How to complete this task: Please copy out every line of the listing below in which the word "bool" appears.

Extracted material:
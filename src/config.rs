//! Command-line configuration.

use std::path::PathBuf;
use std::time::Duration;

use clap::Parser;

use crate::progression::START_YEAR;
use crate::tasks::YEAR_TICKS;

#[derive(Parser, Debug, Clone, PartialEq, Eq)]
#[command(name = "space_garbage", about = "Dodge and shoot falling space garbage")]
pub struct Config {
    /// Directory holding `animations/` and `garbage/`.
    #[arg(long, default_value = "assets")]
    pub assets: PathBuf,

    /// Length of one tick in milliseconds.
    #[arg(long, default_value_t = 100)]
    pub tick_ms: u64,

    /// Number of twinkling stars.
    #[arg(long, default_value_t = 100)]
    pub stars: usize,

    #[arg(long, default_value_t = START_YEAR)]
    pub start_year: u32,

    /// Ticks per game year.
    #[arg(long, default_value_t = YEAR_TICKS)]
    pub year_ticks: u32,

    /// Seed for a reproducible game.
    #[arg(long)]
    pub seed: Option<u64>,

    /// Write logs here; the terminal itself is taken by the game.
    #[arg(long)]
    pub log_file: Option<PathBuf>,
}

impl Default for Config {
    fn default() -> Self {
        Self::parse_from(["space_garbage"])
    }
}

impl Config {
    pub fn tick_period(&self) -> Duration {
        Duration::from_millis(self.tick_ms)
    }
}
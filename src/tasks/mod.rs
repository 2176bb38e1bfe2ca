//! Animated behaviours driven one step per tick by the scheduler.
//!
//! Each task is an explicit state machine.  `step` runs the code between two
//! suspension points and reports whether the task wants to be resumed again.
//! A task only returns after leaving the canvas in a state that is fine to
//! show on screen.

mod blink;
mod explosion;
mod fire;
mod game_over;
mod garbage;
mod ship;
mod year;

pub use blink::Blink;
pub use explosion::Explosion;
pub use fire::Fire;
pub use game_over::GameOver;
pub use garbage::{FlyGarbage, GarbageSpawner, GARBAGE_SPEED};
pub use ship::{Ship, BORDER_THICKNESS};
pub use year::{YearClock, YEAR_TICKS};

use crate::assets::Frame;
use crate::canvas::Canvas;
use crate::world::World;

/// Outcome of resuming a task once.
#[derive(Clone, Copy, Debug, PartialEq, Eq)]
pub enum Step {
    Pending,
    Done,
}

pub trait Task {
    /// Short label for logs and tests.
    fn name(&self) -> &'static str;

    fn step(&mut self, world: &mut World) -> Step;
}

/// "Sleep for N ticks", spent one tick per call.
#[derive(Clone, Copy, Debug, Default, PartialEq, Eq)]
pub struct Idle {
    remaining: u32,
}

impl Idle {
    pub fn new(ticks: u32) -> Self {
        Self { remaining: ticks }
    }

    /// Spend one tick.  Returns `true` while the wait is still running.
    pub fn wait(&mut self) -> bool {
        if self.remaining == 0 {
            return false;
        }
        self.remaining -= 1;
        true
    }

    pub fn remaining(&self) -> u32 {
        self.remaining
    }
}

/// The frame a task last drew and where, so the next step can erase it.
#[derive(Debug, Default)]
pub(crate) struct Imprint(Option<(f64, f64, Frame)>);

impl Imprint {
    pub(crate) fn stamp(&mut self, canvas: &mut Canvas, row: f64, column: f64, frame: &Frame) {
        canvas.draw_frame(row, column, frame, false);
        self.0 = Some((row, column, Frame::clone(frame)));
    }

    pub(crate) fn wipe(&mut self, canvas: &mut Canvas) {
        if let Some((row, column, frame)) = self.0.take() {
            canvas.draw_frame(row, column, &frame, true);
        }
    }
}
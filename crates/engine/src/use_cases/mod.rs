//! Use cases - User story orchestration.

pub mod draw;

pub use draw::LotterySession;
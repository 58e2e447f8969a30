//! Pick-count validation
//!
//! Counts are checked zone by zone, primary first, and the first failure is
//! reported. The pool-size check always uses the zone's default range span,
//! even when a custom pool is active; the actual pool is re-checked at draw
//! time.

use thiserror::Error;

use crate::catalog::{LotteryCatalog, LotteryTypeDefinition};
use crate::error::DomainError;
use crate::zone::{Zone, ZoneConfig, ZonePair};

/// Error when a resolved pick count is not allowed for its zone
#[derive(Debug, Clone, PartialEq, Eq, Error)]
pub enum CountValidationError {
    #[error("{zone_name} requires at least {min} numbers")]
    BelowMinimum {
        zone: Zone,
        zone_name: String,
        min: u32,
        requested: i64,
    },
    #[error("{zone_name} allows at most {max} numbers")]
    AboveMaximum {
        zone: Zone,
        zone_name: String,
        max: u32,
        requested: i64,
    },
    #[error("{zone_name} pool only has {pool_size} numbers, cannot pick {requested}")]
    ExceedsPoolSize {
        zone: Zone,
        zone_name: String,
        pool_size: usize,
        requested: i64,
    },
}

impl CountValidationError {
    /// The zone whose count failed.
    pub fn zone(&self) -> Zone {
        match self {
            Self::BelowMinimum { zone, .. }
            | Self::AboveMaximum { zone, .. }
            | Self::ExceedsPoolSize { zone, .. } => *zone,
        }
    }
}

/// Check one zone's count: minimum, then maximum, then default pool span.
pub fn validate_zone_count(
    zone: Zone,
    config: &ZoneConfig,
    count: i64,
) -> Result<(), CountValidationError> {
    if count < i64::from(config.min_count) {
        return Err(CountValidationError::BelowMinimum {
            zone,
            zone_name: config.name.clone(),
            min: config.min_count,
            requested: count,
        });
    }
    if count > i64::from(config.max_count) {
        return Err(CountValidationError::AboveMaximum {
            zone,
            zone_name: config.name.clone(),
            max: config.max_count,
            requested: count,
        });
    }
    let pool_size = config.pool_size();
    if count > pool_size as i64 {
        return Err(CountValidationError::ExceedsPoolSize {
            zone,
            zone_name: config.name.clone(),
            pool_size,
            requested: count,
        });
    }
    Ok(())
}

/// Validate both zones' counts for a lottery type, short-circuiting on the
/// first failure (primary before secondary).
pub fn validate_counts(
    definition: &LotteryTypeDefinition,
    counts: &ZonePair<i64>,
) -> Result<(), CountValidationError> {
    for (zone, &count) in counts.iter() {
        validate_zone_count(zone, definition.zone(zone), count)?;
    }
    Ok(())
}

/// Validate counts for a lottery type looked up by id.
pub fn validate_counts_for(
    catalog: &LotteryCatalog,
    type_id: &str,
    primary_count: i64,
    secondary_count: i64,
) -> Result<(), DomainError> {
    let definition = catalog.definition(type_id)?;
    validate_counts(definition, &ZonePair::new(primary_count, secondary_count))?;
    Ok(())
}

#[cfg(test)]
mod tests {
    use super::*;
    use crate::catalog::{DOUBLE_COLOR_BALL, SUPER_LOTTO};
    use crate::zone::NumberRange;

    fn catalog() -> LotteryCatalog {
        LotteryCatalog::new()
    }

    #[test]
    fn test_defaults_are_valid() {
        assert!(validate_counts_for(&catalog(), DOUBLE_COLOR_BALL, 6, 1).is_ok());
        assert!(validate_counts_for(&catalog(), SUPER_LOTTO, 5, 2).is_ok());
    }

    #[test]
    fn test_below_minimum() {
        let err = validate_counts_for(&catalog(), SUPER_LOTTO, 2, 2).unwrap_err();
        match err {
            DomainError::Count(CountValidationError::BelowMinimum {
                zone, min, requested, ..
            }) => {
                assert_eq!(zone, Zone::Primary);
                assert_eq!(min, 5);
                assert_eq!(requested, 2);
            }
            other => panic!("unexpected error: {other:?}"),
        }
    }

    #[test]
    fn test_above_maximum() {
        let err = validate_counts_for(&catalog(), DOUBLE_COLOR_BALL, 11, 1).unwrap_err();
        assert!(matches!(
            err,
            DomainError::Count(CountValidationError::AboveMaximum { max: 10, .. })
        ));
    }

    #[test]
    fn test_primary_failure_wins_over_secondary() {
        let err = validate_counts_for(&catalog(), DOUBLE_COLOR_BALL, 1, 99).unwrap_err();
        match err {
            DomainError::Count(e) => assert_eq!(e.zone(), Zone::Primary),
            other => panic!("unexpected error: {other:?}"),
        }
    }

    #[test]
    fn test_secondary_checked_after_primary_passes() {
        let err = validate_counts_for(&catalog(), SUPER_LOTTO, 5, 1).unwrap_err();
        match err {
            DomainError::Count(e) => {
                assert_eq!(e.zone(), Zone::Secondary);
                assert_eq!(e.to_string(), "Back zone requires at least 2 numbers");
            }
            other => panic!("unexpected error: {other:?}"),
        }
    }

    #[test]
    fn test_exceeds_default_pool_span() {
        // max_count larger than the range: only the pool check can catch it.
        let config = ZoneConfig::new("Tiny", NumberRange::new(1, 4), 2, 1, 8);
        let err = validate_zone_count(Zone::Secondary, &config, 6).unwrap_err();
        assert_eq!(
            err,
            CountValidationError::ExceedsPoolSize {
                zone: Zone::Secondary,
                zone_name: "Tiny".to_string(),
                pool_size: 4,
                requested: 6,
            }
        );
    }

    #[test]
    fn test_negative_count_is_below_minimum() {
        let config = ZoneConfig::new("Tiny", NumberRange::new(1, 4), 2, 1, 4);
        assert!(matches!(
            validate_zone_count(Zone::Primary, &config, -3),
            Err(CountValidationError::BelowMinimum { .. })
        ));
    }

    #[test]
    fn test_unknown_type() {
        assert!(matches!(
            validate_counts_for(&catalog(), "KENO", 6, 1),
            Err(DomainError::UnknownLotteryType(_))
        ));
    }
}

* * *

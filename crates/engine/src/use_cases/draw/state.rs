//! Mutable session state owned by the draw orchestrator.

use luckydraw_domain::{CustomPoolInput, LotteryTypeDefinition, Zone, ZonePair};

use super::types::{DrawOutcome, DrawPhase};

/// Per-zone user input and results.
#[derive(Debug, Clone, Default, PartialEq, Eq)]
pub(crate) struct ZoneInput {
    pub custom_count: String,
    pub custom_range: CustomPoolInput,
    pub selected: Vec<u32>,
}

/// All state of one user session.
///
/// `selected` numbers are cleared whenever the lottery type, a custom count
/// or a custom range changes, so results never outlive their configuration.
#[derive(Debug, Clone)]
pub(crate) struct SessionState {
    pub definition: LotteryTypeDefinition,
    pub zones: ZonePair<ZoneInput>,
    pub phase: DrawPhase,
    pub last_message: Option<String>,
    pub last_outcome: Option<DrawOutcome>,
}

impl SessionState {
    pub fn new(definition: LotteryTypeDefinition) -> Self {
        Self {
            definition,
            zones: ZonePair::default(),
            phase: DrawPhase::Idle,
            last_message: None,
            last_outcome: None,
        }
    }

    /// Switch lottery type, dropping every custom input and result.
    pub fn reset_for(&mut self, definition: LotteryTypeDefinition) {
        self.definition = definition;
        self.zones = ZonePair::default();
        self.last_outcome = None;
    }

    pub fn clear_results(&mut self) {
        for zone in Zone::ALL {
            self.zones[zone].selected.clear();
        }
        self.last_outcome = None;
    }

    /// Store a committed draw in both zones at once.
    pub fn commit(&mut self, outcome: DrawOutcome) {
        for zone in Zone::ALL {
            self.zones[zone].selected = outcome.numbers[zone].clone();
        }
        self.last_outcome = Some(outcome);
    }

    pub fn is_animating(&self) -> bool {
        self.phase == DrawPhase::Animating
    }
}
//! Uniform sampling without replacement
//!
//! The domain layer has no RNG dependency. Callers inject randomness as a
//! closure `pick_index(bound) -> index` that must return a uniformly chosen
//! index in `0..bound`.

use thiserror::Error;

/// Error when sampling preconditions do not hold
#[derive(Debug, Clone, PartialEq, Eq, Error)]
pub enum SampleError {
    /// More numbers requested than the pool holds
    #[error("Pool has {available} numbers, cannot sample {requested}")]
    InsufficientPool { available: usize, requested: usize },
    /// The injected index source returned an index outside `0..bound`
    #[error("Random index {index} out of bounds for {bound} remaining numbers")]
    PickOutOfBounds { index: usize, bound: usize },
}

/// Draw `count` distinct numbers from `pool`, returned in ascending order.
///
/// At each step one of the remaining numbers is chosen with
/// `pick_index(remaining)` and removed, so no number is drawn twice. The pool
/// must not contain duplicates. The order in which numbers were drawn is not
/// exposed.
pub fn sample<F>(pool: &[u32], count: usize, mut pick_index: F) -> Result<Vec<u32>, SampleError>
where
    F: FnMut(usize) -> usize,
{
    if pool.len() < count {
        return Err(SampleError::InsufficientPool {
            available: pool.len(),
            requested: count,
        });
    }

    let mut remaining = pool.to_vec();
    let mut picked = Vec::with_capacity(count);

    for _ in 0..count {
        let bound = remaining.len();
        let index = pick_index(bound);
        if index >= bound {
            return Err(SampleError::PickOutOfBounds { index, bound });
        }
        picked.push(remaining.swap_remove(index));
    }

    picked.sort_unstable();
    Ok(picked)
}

Answer space:
    pub fn wait(&mut self) -> bool {
    pub fn is_animating(&self) -> bool {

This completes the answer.